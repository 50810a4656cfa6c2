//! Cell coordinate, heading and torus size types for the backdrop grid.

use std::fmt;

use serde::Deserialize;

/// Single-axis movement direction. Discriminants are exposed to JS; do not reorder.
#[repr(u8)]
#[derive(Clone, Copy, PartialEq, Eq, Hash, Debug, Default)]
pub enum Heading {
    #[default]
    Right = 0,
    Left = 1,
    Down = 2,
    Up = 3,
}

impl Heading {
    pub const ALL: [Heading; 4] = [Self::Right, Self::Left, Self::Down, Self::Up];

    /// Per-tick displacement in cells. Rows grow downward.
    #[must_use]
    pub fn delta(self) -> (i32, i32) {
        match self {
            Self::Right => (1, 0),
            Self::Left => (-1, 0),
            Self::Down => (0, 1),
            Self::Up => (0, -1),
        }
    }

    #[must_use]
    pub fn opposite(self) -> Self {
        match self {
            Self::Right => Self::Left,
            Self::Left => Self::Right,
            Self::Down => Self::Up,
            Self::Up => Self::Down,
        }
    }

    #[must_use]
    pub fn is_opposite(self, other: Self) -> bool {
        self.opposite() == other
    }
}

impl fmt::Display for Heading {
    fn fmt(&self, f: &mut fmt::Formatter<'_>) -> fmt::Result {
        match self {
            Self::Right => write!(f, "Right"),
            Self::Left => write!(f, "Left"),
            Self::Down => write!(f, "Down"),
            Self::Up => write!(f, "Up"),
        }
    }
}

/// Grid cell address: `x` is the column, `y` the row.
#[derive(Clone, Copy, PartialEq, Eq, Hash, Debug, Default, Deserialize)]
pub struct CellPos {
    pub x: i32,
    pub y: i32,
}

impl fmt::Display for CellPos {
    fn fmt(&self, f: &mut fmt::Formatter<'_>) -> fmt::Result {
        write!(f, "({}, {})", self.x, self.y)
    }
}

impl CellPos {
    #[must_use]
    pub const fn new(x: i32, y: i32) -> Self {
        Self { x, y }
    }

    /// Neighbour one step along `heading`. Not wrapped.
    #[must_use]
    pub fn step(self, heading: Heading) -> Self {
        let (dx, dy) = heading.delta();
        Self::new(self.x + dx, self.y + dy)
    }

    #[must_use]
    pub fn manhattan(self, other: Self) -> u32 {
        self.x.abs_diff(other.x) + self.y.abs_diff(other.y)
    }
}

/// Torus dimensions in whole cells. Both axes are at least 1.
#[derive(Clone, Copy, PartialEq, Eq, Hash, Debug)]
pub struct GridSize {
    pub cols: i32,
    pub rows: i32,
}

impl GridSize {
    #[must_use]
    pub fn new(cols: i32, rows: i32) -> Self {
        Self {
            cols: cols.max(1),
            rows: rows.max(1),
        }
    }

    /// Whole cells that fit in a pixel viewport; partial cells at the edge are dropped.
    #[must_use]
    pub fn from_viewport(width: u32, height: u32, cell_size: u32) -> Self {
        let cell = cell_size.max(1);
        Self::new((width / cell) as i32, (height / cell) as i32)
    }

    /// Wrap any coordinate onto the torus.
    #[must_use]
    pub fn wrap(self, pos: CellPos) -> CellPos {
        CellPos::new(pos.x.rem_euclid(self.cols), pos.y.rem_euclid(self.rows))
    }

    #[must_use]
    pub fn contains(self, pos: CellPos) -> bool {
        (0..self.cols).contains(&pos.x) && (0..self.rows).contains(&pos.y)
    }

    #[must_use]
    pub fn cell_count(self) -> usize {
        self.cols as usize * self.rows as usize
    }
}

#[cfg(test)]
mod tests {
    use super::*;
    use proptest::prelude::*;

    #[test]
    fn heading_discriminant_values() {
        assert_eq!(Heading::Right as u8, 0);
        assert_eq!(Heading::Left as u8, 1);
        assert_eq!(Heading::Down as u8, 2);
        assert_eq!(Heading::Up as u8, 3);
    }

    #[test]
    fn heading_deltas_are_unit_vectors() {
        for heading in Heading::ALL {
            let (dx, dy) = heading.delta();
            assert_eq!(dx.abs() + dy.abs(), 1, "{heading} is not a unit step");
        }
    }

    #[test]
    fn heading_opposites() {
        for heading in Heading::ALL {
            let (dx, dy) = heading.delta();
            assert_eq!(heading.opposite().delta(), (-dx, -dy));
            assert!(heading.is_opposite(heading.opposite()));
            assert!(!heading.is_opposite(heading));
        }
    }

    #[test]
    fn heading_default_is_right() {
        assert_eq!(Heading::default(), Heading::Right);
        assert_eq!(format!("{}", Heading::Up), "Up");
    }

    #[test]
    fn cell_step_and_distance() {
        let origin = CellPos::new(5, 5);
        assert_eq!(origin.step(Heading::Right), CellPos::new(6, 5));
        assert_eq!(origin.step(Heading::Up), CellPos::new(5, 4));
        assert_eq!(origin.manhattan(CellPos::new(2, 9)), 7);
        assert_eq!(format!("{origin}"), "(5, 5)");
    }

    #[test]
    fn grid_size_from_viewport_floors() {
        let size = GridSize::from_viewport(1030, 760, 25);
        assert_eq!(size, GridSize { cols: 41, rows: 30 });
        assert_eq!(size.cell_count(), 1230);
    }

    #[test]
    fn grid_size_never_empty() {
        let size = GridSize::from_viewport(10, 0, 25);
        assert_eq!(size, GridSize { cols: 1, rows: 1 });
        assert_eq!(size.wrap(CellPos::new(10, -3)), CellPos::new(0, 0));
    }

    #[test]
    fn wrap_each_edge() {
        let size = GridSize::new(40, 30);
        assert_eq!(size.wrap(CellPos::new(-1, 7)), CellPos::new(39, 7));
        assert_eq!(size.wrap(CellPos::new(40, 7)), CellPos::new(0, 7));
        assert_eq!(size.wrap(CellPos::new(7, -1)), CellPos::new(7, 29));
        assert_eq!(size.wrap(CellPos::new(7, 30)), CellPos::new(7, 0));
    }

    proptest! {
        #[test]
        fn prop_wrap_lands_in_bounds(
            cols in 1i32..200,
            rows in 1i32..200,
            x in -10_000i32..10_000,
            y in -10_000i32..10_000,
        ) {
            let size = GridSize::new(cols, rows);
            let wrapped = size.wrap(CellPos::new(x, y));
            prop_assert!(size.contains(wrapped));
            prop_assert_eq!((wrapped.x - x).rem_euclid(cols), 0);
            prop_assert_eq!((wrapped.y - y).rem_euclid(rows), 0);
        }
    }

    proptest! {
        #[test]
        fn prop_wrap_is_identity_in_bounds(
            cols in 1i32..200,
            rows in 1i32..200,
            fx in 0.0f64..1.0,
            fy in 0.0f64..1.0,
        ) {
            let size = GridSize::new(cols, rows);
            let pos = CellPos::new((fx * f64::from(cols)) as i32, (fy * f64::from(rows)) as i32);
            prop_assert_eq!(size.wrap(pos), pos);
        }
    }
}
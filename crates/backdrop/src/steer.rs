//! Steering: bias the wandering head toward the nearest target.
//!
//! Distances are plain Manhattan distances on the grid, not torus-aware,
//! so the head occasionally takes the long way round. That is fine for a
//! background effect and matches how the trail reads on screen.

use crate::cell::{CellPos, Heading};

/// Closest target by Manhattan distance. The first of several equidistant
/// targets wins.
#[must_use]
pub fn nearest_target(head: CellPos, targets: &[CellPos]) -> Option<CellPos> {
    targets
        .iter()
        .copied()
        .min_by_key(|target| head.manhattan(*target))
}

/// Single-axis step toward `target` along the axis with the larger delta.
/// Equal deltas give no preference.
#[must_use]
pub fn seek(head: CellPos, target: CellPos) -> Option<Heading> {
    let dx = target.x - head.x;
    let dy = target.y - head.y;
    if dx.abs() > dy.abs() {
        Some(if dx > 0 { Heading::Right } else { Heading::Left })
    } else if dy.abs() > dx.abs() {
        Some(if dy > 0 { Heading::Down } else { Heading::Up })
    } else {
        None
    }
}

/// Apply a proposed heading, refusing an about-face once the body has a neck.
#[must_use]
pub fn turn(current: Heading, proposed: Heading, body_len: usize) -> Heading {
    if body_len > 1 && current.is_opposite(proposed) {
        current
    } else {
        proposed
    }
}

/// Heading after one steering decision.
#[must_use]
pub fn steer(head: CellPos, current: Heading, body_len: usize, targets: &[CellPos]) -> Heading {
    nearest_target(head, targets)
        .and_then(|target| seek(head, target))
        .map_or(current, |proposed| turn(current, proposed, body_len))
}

* * * * *

[TASK BRIEF] All lines in the records above with "Clone" need to be found and copied.

[SOLUTION FOR THIS EXERCISE]
#[derive(Clone, Copy, PartialEq, Eq, Hash, Debug, Default)]
#[derive(Clone, Copy, PartialEq, Eq, Hash, Debug, Default, Deserialize)]
#[derive(Clone, Copy, PartialEq, Eq, Hash, Debug)]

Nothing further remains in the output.